François Hollande lors de la réunion des chefs d’État ou de gouvernement de la Zone Euro du 22 juin 2015
24 juin 2015

Position de la France sur la situation de la Grèce

La France tient à un accord global et durable sur la situation grecque.
 
"Nous avançons vers un accord" sur la situation de la Grèce, a déclaré François Hollande le 23 juin. La France, médiatrice sur le dossier grec depuis de longs mois (la première visite à l’étranger d’Alexis Tsipras a été rendue au président de la République, la première visite du ministre des Finances grec Yanis Varoufakis a été rendue à Michel Sapin), reste déterminée.
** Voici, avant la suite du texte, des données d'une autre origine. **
use crate::edge::EdgeIndex;
use parley_types::NodeId;

/// Position of a node inside its [`Graph`](crate::Graph) arena
#[derive(Debug, Clone, Copy, PartialEq, Eq, Hash, PartialOrd, Ord)]
pub struct NodeIndex(pub(crate) usize);

impl NodeIndex {
    pub fn index(self) -> usize {
        self.0
    }
}

/// A conversation state and the answers the bot may give on arrival
#[derive(Debug, Clone, PartialEq, Eq)]
pub struct GraphNode {
    id: NodeId,
    answers: Vec<String>,
    // outgoing, owned by this node
    child_edges: Vec<EdgeIndex>,
    // incoming, owned by the parent nodes
    parent_edges: Vec<EdgeIndex>,
}

impl GraphNode {
    pub(crate) fn new(id: NodeId) -> Self {
        Self {
            id,
            answers: Vec::new(),
            child_edges: Vec::new(),
            parent_edges: Vec::new(),
        }
    }

    pub fn id(&self) -> NodeId {
        self.id
    }

    pub fn answers(&self) -> &[String] {
        &self.answers
    }

    pub fn child_edges(&self) -> &[EdgeIndex] {
        &self.child_edges
    }

    pub fn parent_edges(&self) -> &[EdgeIndex] {
        &self.parent_edges
    }

    /// Nodes without incoming edges may start a conversation
    pub fn is_root_candidate(&self) -> bool {
        self.parent_edges.is_empty()
    }

    pub(crate) fn add_answer(&mut self, answer: impl Into<String>) {
        self.answers.push(answer.into());
    }

    pub(crate) fn add_child_edge(&mut self, edge: EdgeIndex) {
        self.child_edges.push(edge);
    }

    pub(crate) fn add_parent_edge(&mut self, edge: EdgeIndex) {
        self.parent_edges.push(edge);
    }
}
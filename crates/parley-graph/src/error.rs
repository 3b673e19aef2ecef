use parley_types::{EdgeId, NodeId, ParseIdError};
use std::fmt;
use std::path::PathBuf;
use thiserror::Error;

/// Which end of an edge a token refers to
#[derive(Debug, Clone, Copy, PartialEq, Eq)]
pub enum Endpoint {
    Parent,
    Child,
}

impl fmt::Display for Endpoint {
    fn fmt(&self, f: &mut fmt::Formatter<'_>) -> fmt::Result {
        match self {
            Self::Parent => f.write_str("PARENT"),
            Self::Child => f.write_str("CHILD"),
        }
    }
}

/// Problem found while loading an answer graph.
///
/// None of these abort a load on their own; they are collected into a
/// [`LoadReport`]. Line numbers are 1-based.
#[derive(Error, Debug, Clone, PartialEq, Eq)]
pub enum LoadIssue {
    #[error("line {line}: ID missing, line is ignored")]
    MissingId { line: usize },

    #[error("line {line}: {source}, line is ignored")]
    InvalidId {
        line: usize,
        #[source]
        source: ParseIdError,
    },

    #[error("line {line}: unknown record type '{kind}'")]
    UnknownType { line: usize, kind: String },

    #[error("line {line}: {id} already defined, redefinition ignored")]
    DuplicateNode { line: usize, id: NodeId },

    #[error("line {line}: {id} has no {endpoint} token, edge dropped")]
    MissingEndpoint {
        line: usize,
        id: EdgeId,
        endpoint: Endpoint,
    },

    #[error("line {line}: {id} has an invalid {endpoint}: {source}, edge dropped")]
    InvalidEndpoint {
        line: usize,
        id: EdgeId,
        endpoint: Endpoint,
        #[source]
        source: ParseIdError,
    },

    #[error("line {line}: {id} references unknown {endpoint} {node}, edge dropped")]
    UnresolvedEndpoint {
        line: usize,
        id: EdgeId,
        endpoint: Endpoint,
        node: NodeId,
    },

    #[error("multiple root nodes detected ({}), using {chosen}", format_ids(.candidates))]
    MultipleRoots {
        candidates: Vec<NodeId>,
        chosen: NodeId,
    },
}

fn format_ids(ids: &[NodeId]) -> String {
    ids.iter()
        .map(ToString::to_string)
        .collect::<Vec<_>>()
        .join(", ")
}

impl LoadIssue {
    /// Source line the issue was found on, if it belongs to one
    pub fn line(&self) -> Option<usize> {
        match self {
            Self::MissingId { line }
            | Self::InvalidId { line, .. }
            | Self::UnknownType { line, .. }
            | Self::DuplicateNode { line, .. }
            | Self::MissingEndpoint { line, .. }
            | Self::InvalidEndpoint { line, .. }
            | Self::UnresolvedEndpoint { line, .. } => Some(*line),
            Self::MultipleRoots { .. } => None,
        }
    }

    /// Whether the record on this line was discarded
    pub fn drops_record(&self) -> bool {
        !matches!(self, Self::MultipleRoots { .. } | Self::DuplicateNode { .. })
    }
}

/// Everything that went wrong during a load, in discovery order
#[derive(Debug, Clone, Default, PartialEq, Eq)]
pub struct LoadReport {
    issues: Vec<LoadIssue>,
}

impl LoadReport {
    pub(crate) fn push(&mut self, issue: LoadIssue) {
        self.issues.push(issue);
    }

    pub fn issues(&self) -> &[LoadIssue] {
        &self.issues
    }

    pub fn len(&self) -> usize {
        self.issues.len()
    }

    /// No issue of any kind was found
    pub fn is_empty(&self) -> bool {
        self.issues.is_empty()
    }

    pub fn has_multiple_roots(&self) -> bool {
        self.issues
            .iter()
            .any(|issue| matches!(issue, LoadIssue::MultipleRoots { .. }))
    }

    /// Line numbers whose records were dropped
    pub fn dropped_lines(&self) -> Vec<usize> {
        self.issues
            .iter()
            .filter(|issue| issue.drops_record())
            .filter_map(LoadIssue::line)
            .collect()
    }
}

impl<'a> IntoIterator for &'a LoadReport {
    type Item = &'a LoadIssue;
    type IntoIter = std::slice::Iter<'a, LoadIssue>;

    fn into_iter(self) -> Self::IntoIter {
        self.issues.iter()
    }
}

#[derive(Error, Debug)]
pub enum LoadError {
    #[error("could not open graph file {}: {source}", .path.display())]
    Io {
        path: PathBuf,
        #[source]
        source: std::io::Error,
    },

    #[error("graph has no root node ({} load issues)", .report.len())]
    NoRoot { report: LoadReport },
}

impl LoadError {
    /// Issues collected before the load failed, if any
    pub fn report(&self) -> Option<&LoadReport> {
        match self {
            Self::NoRoot { report } => Some(report),
            Self::Io { .. } => None,
        }
    }
}

#[derive(Error, Debug, Clone, PartialEq, Eq)]
pub enum EngineError {
    #[error("cannot start a conversation: graph has no root node")]
    NoRoot,
}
Le président de la République s’est entretenu à plusieurs reprises ces dernière semaines avec la chancelière allemande, Angela Merkel, et le Premier ministre grec, Alexis Tsipras, pour faire avancer la discussion et la négociation. Il n’y a pas de temps à perdre. La date butoir est fixée au 30 juin.

"Il reste du travail entre les institutions et le gouvernement grec". "Le gouvernement grec a pris ses responsabilités notamment dans les derniers jours pour faire de nouvelles propositions, alors même que nous connaissons la situation difficile de la Grèce et ce qui a été demandé au peuple grec depuis déjà plusieurs années". Cet accord doit aller "au-delà des mesures budgétaires et fiscales qu’il convient de préciser, pour qu’il puisse y avoir un plan global, comprenant des financements, comprenant un soutien pour la croissance de la Grèce, et comprenant une démarche pour les étapes suivantes".

"Tout doit être fait pour que lors de la réunion de l'Eurogroupe du 24 juin, il puisse y avoir une conclusion". Et "si le travail est fait, il n'y a plus besoin de différer la conclusion". Il convient de "donner de la zone euro la meilleure image, celle de la responsabilité et de la solidarité".

"Le Conseil européen, à ce moment-là, acterait les conclusions de l’Eurogroupe, et ensuite, ce serait sans doute aux Parlements des différents pays, et notamment au Parlement grec, de prendre sa décision". "S'il n'y a pas de ratification parlementaire en Grèce, il n'y aura pas de plan", a rappelé François Hollande.